[[ RECORDS PROVIDED open ]]

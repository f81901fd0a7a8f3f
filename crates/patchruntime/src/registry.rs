use patchcore::{FlowError, Node, NodeError, PatchError, Value};
use std::collections::HashMap;
use std::sync::Arc;

/// Factory trait for creating node behaviour from construction arguments
pub trait NodeFactory: Send + Sync {
    /// Create the behaviour for a new node. Argument errors are reported here
    /// or in the node's setup.
    fn create(&self, args: &[Value]) -> Result<Arc<dyn Node>, NodeError>;

    /// Get node type identifier
    fn node_type(&self) -> &str;

    /// Optional: description and port layout for editors
    fn metadata(&self) -> NodeMetadata {
        NodeMetadata::default()
    }
}

/// Metadata about a node type
#[derive(Debug, Clone)]
pub struct NodeMetadata {
    pub description: String,
    pub category: String,
    pub inlets: Vec<PortDefinition>,
    pub outlets: Vec<PortDefinition>,
}

impl Default for NodeMetadata {
    fn default() -> Self {
        Self {
            description: String::new(),
            category: "general".to_string(),
            inlets: Vec::new(),
            outlets: Vec::new(),
        }
    }
}

/// What a described port is
#[derive(Debug, Clone, Copy, PartialEq, Eq)]
pub enum PortKind {
    HotInlet,
    ColdInlet,
    Outlet,
}

#[derive(Debug, Clone)]
pub struct PortDefinition {
    pub name: String,
    pub description: String,
    pub kind: PortKind,
}

impl PortDefinition {
    fn new(name: impl Into<String>, description: impl Into<String>, kind: PortKind) -> Self {
        Self {
            name: name.into(),
            description: description.into(),
            kind,
        }
    }

    pub fn hot(name: impl Into<String>, description: impl Into<String>) -> Self {
        Self::new(name, description, PortKind::HotInlet)
    }

    pub fn cold(name: impl Into<String>, description: impl Into<String>) -> Self {
        Self::new(name, description, PortKind::ColdInlet)
    }

    pub fn outlet(name: impl Into<String>, description: impl Into<String>) -> Self {
        Self::new(name, description, PortKind::Outlet)
    }
}

/// Registry of available node types
pub struct NodeRegistry {
    factories: HashMap<String, Arc<dyn NodeFactory>>,
}

impl NodeRegistry {
    pub fn new() -> Self {
        Self {
            factories: HashMap::new(),
        }
    }

    /// Register a node factory
    pub fn register(&mut self, factory: Arc<dyn NodeFactory>) {
        let node_type = factory.node_type().to_string();
        tracing::info!("Registering node type: {}", node_type);
        self.factories.insert(node_type, factory);
    }

    /// Create node behaviour from a node type and arguments
    pub fn create_node(&self, node_type: &str, args: &[Value]) -> Result<Arc<dyn Node>, FlowError> {
        let factory = self
            .factories
            .get(node_type)
            .ok_or_else(|| PatchError::UnknownNodeType(node_type.to_string()))?;

        Ok(factory.create(args)?)
    }

    pub fn contains(&self, node_type: &str) -> bool {
        self.factories.contains_key(node_type)
    }

    /// Get all registered node types, sorted
    pub fn list_node_types(&self) -> Vec<String> {
        let mut types: Vec<String> = self.factories.keys().cloned().collect();
        types.sort();
        types
    }

    /// Get metadata for a node type
    pub fn get_metadata(&self, node_type: &str) -> Option<NodeMetadata> {
        self.factories.get(node_type).map(|f| f.metadata())
    }
}

impl Default for NodeRegistry {
    fn default() -> Self {
        Self::new()
    }
}

#[cfg(test)]
mod tests {
    use super::*;
    use patchcore::{NodeContext, Result};

    struct Noop;

    impl Node for Noop {
        fn node_type(&self) -> &str {
            "noop"
        }

        fn calculate_output(&self, _ctx: &mut NodeContext<'_>) -> Result<()> {
            Ok(())
        }
    }

    struct NoopFactory;

    impl NodeFactory for NoopFactory {
        fn create(&self, args: &[Value]) -> std::result::Result<Arc<dyn Node>, NodeError> {
            if args.len() > 1 {
                return Err(NodeError::Configuration("noop takes at most one argument".into()));
            }
            Ok(Arc::new(Noop))
        }

        fn node_type(&self) -> &str {
            "noop"
        }
    }

    #[test]
    fn test_register_and_create() {
        let mut registry = NodeRegistry::new();
        registry.register(Arc::new(NoopFactory));

        assert!(registry.contains("noop"));
        assert_eq!(registry.list_node_types(), vec!["noop".to_string()]);
        assert_eq!(registry.get_metadata("noop").unwrap().category, "general");
        assert!(registry.create_node("noop", &[]).is_ok());
    }

    #[test]
    fn test_port_definitions_keep_their_kind() {
        assert_eq!(PortDefinition::hot("left", "").kind, PortKind::HotInlet);
        assert_eq!(PortDefinition::cold("right", "").kind, PortKind::ColdInlet);
        assert_eq!(PortDefinition::outlet("out", "").kind, PortKind::Outlet);
    }

    #[test]
    fn test_unknown_type_and_bad_arguments() {
        let mut registry = NodeRegistry::new();
        registry.register(Arc::new(NoopFactory));

        assert!(matches!(
            registry.create_node("missing", &[]),
            Err(FlowError::Patch(PatchError::UnknownNodeType(name))) if name == "missing"
        ));
        assert!(matches!(
            registry.create_node("noop", &[Value::Null, Value::Null]),
            Err(FlowError::Node(NodeError::Configuration(_)))
        ));
    }
}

[[ RECORDS PROVIDED closed ]]

__PROBLEM__: Only a number is wanted: how many lines above include "missing"?

__RESPONSE BOX__: 2